Data excerpts.

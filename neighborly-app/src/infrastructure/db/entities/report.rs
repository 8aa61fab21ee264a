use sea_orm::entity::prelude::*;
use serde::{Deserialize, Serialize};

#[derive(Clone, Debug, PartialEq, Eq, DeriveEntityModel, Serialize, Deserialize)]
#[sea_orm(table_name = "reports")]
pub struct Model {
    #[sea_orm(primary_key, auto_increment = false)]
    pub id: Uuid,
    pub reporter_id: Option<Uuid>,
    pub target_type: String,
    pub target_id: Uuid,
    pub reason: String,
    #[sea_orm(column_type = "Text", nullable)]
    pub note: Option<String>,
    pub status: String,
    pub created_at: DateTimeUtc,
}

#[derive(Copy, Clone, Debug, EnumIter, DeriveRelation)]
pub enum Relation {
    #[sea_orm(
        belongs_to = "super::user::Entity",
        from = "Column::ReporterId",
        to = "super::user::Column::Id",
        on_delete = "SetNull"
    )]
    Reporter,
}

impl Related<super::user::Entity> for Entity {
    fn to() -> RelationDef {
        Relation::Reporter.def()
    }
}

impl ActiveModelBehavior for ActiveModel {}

==

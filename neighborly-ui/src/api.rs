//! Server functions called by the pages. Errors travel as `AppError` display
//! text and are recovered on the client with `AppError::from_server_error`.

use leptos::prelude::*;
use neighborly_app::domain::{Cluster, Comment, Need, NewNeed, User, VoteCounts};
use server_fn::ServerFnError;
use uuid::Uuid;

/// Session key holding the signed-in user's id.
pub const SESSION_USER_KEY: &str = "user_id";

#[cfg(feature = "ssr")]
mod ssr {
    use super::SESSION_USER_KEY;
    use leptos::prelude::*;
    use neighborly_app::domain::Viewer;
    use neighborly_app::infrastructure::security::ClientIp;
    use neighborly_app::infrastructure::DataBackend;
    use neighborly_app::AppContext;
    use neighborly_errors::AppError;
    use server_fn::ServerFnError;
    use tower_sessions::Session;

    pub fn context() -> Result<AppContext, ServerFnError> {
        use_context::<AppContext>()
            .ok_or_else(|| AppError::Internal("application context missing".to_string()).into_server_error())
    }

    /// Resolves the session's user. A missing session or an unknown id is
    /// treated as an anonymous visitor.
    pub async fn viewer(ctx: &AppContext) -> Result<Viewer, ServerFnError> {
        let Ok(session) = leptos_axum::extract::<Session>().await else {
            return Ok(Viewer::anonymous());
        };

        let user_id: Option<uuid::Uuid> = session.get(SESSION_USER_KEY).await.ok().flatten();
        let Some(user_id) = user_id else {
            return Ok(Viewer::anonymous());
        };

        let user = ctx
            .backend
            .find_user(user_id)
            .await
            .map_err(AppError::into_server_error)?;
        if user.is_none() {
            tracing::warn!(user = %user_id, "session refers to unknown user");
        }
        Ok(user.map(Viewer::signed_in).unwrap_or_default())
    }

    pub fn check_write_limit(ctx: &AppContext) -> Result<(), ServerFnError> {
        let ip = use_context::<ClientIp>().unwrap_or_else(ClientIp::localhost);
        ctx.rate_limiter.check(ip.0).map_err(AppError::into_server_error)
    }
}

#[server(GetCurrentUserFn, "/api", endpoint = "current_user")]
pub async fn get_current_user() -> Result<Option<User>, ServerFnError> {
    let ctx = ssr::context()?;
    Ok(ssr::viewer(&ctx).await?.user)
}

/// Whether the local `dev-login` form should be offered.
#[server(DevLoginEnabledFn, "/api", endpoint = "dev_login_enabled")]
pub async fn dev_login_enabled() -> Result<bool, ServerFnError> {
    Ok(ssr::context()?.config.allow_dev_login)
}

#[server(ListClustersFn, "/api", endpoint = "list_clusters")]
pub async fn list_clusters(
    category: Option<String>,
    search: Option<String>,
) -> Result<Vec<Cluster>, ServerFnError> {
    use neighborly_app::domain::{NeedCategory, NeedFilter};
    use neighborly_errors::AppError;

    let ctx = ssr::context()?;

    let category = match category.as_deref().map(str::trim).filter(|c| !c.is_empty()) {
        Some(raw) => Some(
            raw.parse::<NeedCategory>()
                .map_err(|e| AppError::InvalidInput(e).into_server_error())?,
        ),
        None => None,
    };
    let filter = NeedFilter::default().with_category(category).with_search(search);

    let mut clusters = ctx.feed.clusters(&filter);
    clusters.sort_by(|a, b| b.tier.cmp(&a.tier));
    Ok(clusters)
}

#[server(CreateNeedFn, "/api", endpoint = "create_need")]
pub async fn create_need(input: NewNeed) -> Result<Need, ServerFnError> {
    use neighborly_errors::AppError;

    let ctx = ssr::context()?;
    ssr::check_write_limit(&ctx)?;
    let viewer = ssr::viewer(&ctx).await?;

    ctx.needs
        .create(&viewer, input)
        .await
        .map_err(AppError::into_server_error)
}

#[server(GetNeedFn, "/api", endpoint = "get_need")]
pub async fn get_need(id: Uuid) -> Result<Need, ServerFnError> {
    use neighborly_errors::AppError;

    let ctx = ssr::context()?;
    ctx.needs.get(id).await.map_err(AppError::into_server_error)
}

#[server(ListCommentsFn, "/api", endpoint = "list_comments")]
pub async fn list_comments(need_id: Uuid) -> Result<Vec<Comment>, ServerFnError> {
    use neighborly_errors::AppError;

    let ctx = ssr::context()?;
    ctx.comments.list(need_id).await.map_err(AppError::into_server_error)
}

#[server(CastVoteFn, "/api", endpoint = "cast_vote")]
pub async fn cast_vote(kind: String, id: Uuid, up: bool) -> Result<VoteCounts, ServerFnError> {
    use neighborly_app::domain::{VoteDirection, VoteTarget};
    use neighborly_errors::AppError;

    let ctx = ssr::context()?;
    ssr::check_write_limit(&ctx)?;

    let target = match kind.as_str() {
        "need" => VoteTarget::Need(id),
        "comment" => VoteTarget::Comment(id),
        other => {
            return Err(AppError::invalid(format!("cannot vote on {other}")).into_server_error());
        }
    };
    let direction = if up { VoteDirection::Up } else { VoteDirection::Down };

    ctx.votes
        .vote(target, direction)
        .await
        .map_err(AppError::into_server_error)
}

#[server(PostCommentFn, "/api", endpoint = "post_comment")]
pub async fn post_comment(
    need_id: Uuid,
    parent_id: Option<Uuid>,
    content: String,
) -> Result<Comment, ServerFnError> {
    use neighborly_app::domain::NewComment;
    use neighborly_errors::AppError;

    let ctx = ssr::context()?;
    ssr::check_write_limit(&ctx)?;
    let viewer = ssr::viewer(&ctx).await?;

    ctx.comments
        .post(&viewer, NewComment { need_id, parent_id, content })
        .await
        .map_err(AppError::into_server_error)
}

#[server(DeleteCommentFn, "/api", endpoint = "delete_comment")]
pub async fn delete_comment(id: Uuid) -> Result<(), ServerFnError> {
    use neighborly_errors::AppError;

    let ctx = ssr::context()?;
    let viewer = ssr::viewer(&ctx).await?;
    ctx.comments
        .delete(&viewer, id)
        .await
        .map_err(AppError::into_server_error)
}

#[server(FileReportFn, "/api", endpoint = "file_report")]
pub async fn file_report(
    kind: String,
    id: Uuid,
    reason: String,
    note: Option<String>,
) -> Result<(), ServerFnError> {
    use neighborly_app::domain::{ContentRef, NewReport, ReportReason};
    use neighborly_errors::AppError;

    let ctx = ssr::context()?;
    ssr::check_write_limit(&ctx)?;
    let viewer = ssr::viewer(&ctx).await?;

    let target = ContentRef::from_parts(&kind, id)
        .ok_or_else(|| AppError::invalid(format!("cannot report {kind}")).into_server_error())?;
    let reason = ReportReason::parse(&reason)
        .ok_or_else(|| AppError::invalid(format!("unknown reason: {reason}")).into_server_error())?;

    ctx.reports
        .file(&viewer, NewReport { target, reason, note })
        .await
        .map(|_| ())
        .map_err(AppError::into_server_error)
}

...

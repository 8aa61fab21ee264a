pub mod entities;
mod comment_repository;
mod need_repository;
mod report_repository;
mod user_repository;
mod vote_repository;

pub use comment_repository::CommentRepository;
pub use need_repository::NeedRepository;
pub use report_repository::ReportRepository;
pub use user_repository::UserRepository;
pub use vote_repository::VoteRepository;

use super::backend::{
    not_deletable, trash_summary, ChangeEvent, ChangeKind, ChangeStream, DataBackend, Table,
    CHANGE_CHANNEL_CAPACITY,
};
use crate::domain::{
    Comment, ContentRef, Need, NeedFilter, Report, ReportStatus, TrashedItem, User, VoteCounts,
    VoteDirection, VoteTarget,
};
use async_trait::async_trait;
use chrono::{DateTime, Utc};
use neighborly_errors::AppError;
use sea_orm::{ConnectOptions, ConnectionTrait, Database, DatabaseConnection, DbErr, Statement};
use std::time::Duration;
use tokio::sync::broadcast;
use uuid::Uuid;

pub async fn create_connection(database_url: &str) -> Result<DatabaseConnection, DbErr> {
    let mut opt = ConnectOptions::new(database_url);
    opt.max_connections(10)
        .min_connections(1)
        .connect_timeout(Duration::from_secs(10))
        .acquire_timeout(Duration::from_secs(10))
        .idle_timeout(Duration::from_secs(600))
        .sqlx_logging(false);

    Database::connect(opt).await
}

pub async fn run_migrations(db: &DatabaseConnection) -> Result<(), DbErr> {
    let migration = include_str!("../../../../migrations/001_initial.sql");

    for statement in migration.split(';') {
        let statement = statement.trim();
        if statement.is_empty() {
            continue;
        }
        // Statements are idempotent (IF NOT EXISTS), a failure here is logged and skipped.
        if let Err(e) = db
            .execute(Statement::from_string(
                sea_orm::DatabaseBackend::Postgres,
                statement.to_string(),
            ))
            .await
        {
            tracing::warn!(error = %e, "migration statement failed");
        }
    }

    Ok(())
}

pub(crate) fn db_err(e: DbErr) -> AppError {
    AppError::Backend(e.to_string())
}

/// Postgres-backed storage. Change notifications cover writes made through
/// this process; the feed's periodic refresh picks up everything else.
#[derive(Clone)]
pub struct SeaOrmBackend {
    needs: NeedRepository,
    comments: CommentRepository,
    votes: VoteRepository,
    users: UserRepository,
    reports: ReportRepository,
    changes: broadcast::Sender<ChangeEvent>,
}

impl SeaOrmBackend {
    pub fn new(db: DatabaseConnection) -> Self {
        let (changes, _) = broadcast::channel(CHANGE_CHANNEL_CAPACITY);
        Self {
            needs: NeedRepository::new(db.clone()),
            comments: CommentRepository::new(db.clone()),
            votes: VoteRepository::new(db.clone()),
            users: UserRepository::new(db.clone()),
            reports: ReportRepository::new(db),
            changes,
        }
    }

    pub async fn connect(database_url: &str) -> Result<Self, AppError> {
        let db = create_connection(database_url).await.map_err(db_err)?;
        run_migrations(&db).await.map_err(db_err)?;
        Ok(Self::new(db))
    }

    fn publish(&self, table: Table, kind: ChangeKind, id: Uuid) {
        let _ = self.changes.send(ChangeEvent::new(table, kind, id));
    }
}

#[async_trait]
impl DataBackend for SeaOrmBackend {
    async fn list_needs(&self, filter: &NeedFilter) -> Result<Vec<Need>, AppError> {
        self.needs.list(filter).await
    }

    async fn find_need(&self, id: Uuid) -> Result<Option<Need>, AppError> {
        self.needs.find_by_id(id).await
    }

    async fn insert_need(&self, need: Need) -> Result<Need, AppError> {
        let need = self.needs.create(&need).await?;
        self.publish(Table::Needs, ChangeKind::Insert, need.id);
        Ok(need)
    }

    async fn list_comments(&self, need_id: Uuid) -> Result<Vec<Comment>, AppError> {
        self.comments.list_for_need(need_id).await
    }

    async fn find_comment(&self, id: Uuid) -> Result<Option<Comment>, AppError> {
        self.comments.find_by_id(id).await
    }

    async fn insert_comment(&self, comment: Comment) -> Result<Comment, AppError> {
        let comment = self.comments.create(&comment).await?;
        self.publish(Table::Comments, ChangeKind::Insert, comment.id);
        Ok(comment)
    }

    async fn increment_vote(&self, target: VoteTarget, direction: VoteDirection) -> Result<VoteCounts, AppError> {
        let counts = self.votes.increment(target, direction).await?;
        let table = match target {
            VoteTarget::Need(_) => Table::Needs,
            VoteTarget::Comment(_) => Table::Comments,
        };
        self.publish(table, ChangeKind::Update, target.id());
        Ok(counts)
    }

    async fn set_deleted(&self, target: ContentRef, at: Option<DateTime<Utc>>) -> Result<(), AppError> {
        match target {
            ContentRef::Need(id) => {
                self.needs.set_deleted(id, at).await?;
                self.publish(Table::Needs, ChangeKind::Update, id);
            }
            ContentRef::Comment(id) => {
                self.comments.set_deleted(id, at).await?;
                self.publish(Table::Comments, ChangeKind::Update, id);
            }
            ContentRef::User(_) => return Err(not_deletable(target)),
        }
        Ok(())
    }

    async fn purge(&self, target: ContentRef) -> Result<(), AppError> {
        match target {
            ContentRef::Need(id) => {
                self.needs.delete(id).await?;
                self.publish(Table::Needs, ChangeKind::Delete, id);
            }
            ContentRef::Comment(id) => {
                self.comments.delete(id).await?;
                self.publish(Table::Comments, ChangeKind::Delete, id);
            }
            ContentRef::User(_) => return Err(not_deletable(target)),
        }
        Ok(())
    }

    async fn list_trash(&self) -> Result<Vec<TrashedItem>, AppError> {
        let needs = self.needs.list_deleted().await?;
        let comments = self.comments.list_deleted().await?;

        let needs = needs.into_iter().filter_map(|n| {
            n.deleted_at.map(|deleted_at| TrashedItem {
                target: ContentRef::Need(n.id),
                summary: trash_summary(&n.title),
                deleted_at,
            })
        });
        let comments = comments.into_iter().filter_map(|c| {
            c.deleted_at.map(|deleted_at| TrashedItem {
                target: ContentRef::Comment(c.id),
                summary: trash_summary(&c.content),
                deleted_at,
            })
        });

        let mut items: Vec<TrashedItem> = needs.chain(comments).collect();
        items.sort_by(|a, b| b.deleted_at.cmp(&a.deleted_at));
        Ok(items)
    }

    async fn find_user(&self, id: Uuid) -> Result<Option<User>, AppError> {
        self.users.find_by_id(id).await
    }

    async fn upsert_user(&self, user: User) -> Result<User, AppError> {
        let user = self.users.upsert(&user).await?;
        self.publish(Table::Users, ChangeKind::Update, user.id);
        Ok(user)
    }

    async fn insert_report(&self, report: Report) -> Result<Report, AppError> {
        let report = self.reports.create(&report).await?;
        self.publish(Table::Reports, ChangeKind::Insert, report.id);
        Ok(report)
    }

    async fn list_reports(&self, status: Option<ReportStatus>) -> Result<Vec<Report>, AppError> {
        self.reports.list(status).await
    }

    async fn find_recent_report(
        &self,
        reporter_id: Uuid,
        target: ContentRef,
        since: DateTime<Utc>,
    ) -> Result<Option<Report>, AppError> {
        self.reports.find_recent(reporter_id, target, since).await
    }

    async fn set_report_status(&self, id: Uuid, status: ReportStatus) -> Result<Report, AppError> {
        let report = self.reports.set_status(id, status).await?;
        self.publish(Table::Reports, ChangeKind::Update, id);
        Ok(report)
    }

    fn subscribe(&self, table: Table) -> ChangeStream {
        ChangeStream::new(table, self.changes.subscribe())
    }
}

Exercise aim. In the listing above, find the line with "filename neighborly-app/src/infrastructure/db/entities/report.rs" and the line with "DeriveEntityModel, Serialize, Deserialize)]", then print exactly those lines and every line between them.

Expected output.
filename neighborly-app/src/infrastructure/db/entities/report.rs
repository 8aa61fab21ee264a
use sea_orm::entity::prelude::*;
use serde::{Deserialize, Serialize};

#[derive(Clone, Debug, PartialEq, Eq, DeriveEntityModel, Serialize, Deserialize)]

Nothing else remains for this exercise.